The fixed-interest phase of your loan is slowly coming to its end, but you still have residual debt and are not sure which model to choose to pay it off? What options you have in such a follow-up financing, we explain in this post.
What is meant by follow-up financing?
Generally speaking, this is a type of financing that allows you to repay debts that continue beyond the end of the fixed-interest period of your loan. Two variants can be distinguished: Rollover and rescheduling . What the differences are? We'll explain it to you below!
What is a rollover?
When you roll over (extend) your loan, you accept an offer from your existing lender to finance the remaining balance. You sign again an interest agreement and your current loan is continued with changed conditions. Normally, banks present such an offer to their customers before the fixed interest period expires. But beware: while it takes minimal effort for you to simply extend the existing loan. If you compare several options, however, you'll quickly realize that your bank's terms aren't the most favorable. So look around for alternatives in any case! We at miracl help you with this!
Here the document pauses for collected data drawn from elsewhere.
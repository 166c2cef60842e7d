// SPDX-License-Identifier: MPL-2.0

//! The persistence boundary.
//!
//! Everything above this module talks to a [`Store`], which filters rows by
//! owner, returns created rows from inserts and updates rows by id-set.  The
//! only implementation outside of tests is [`SqliteStore`].

use std::path::Path;

use anyhow::Result;
use chrono::{DateTime, Utc};

use crate::model::{Entry, EntryId, Link, Subtask, SubtaskId, Task, TaskId, User, UserId};

mod db;
#[cfg(test)]
pub mod memory;
mod schema;

#[derive(Debug, Clone, Copy, PartialEq, Eq)]
pub enum TaskFilter {
    All,
    /// only tasks without a completion timestamp
    Active,
}

pub trait Store {
    /// Finds the user with this email, creating them on first sign-in.
    fn upsert_user(&mut self, email: &str, now: DateTime<Utc>) -> Result<User>;

    /// Tasks owned by the user, oldest first.
    fn tasks(&mut self, owner: UserId, filter: TaskFilter) -> Result<Vec<Task>>;
    fn tasks_by_id(&mut self, owner: UserId, ids: &[TaskId]) -> Result<Vec<Task>>;
    /// Subtasks of the given tasks, oldest first.
    fn subtasks(&mut self, owner: UserId, task_ids: &[TaskId]) -> Result<Vec<Subtask>>;
    fn subtasks_by_id(&mut self, owner: UserId, ids: &[SubtaskId]) -> Result<Vec<Subtask>>;

    fn insert_task(&mut self, owner: UserId, title: &str, now: DateTime<Utc>) -> Result<Task>;
    /// Fails if the parent task doesn't belong to `owner`.
    fn insert_subtask(
        &mut self,
        owner: UserId,
        task_id: TaskId,
        title: &str,
        now: DateTime<Utc>,
    ) -> Result<Subtask>;
    fn rename_subtask(&mut self, owner: UserId, id: SubtaskId, title: &str) -> Result<Subtask>;

    fn set_task_completion(
        &mut self,
        owner: UserId,
        ids: &[TaskId],
        completed_at: Option<DateTime<Utc>>,
    ) -> Result<()>;
    fn set_subtask_completion(
        &mut self,
        owner: UserId,
        ids: &[SubtaskId],
        completed_at: Option<DateTime<Utc>>,
    ) -> Result<()>;

    fn insert_entry(
        &mut self,
        owner: UserId,
        started_at: DateTime<Utc>,
        ended_at: DateTime<Utc>,
        note: &str,
    ) -> Result<Entry>;
    fn insert_links(&mut self, links: &[Link]) -> Result<()>;

    /// Entries started at or after `since`, newest first.
    fn entries(&mut self, owner: UserId, since: Option<DateTime<Utc>>) -> Result<Vec<Entry>>;
    fn links(&mut self, entry_ids: &[EntryId]) -> Result<Vec<Link>>;

    /// Every task and subtask completion timestamp at or after `since`.
    fn completions(&mut self, owner: UserId, since: DateTime<Utc>) -> Result<Vec<DateTime<Utc>>>;
}

pub struct SqliteStore {
    conn: db::Conn,
}

impl SqliteStore {
    pub fn open(database_path: impl AsRef<Path>) -> Result<Self> {
        Ok(Self {
            conn: db::establish_connection(database_path)?,
        })
    }

    pub fn open_in_memory() -> Result<Self> {
        Ok(Self {
            conn: db::establish_in_memory()?,
        })
    }
}

impl Store for SqliteStore {
    fn upsert_user(&mut self, email: &str, now: DateTime<Utc>) -> Result<User> {
        let row = db::upsert_user(&mut self.conn, email, now)?;
        Ok(User {
            id: UserId(row.id),
            email: row.email,
            created_at: row.created_at,
        })
    }

    fn tasks(&mut self, owner: UserId, filter: TaskFilter) -> Result<Vec<Task>> {
        let rows = db::query_tasks(&mut self.conn, owner.0, filter == TaskFilter::Active)?;
        Ok(rows.into_iter().map(Task::from).collect())
    }

    fn tasks_by_id(&mut self, owner: UserId, ids: &[TaskId]) -> Result<Vec<Task>> {
        let ids: Vec<i32> = ids.iter().map(|id| id.0).collect();
        let rows = db::query_tasks_by_id(&mut self.conn, owner.0, &ids)?;
        Ok(rows.into_iter().map(Task::from).collect())
    }

    fn subtasks(&mut self, owner: UserId, task_ids: &[TaskId]) -> Result<Vec<Subtask>> {
        if task_ids.is_empty() {
            return Ok(Vec::new());
        }
        let ids: Vec<i32> = task_ids.iter().map(|id| id.0).collect();
        let rows = db::query_subtasks(&mut self.conn, owner.0, &ids)?;
        Ok(rows.into_iter().map(Subtask::from).collect())
    }

    fn subtasks_by_id(&mut self, owner: UserId, ids: &[SubtaskId]) -> Result<Vec<Subtask>> {
        let ids: Vec<i32> = ids.iter().map(|id| id.0).collect();
        let rows = db::query_subtasks_by_id(&mut self.conn, owner.0, &ids)?;
        Ok(rows.into_iter().map(Subtask::from).collect())
    }

    fn insert_task(&mut self, owner: UserId, title: &str, now: DateTime<Utc>) -> Result<Task> {
        Ok(db::insert_task(&mut self.conn, owner.0, title, now)?.into())
    }

    fn insert_subtask(
        &mut self,
        owner: UserId,
        task_id: TaskId,
        title: &str,
        now: DateTime<Utc>,
    ) -> Result<Subtask> {
        Ok(db::insert_subtask(&mut self.conn, owner.0, task_id.0, title, now)?.into())
    }

    fn rename_subtask(&mut self, owner: UserId, id: SubtaskId, title: &str) -> Result<Subtask> {
        Ok(db::update_subtask_title(&mut self.conn, owner.0, id.0, title)?.into())
    }

    fn set_task_completion(
        &mut self,
        owner: UserId,
        ids: &[TaskId],
        completed_at: Option<DateTime<Utc>>,
    ) -> Result<()> {
        let ids: Vec<i32> = ids.iter().map(|id| id.0).collect();
        let count = db::set_task_completed_at(&mut self.conn, owner.0, &ids, completed_at)?;
        log::trace!("Set completion of {count} task(s) to {completed_at:?}");
        Ok(())
    }

    fn set_subtask_completion(
        &mut self,
        owner: UserId,
        ids: &[SubtaskId],
        completed_at: Option<DateTime<Utc>>,
    ) -> Result<()> {
        let ids: Vec<i32> = ids.iter().map(|id| id.0).collect();
        let count = db::set_subtask_completed_at(&mut self.conn, owner.0, &ids, completed_at)?;
        log::trace!("Set completion of {count} subtask(s) to {completed_at:?}");
        Ok(())
    }

    fn insert_entry(
        &mut self,
        owner: UserId,
        started_at: DateTime<Utc>,
        ended_at: DateTime<Utc>,
        note: &str,
    ) -> Result<Entry> {
        Ok(db::insert_entry(&mut self.conn, owner.0, started_at, ended_at, note)?.into())
    }

    fn insert_links(&mut self, links: &[Link]) -> Result<()> {
        if links.is_empty() {
            return Ok(());
        }
        let rows: Vec<db::NewLink> = links
            .iter()
            .map(|link| db::NewLink {
                entry_id: link.entry_id.0,
                task_id: link.task_id.0,
                subtask_id: link.subtask_id.map(|id| id.0),
            })
            .collect();
        db::insert_links(&mut self.conn, &rows)?;
        Ok(())
    }

    fn entries(&mut self, owner: UserId, since: Option<DateTime<Utc>>) -> Result<Vec<Entry>> {
        let rows = db::query_entries(&mut self.conn, owner.0, since)?;
        Ok(rows.into_iter().map(Entry::from).collect())
    }

    fn links(&mut self, entry_ids: &[EntryId]) -> Result<Vec<Link>> {
        if entry_ids.is_empty() {
            return Ok(Vec::new());
        }
        let ids: Vec<i32> = entry_ids.iter().map(|id| id.0).collect();
        let rows = db::query_links(&mut self.conn, &ids)?;
        Ok(rows
            .into_iter()
            .map(|row| Link {
                entry_id: EntryId(row.entry_id),
                task_id: TaskId(row.task_id),
                subtask_id: row.subtask_id.map(SubtaskId),
            })
            .collect())
    }

    fn completions(&mut self, owner: UserId, since: DateTime<Utc>) -> Result<Vec<DateTime<Utc>>> {
        db::query_completions(&mut self.conn, owner.0, since)
    }
}

impl From<db::TaskRow> for Task {
    fn from(row: db::TaskRow) -> Self {
        Task {
            id: TaskId(row.id),
            user_id: UserId(row.user_id),
            title: row.title,
            created_at: row.created_at,
            completed_at: row.completed_at,
        }
    }
}

impl From<db::SubtaskRow> for Subtask {
    fn from(row: db::SubtaskRow) -> Self {
        Subtask {
            id: SubtaskId(row.id),
            user_id: UserId(row.user_id),
            task_id: TaskId(row.task_id),
            title: row.title,
            created_at: row.created_at,
            completed_at: row.completed_at,
        }
    }
}

impl From<db::EntryRow> for Entry {
    fn from(row: db::EntryRow) -> Self {
        Entry {
            id: EntryId(row.id),
            user_id: UserId(row.user_id),
            started_at: row.started_at,
            ended_at: row.ended_at,
            note: row.note,
        }
    }
}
What is a debt restructuring?
Unlike a rollover, a debt restructuring involves replacing your existing loan with one from a different provider. The latter replaces the current financing at the end of the fixed-interest period and in return receives the maximum amount mortgage on the property, which serves as collateral for him. Even if a debt restructuring involves land registry fees, certification costs and – depending on the loan agreement – penalties, it can be worthwhile even if the interest savings are in the tenths of a percent range.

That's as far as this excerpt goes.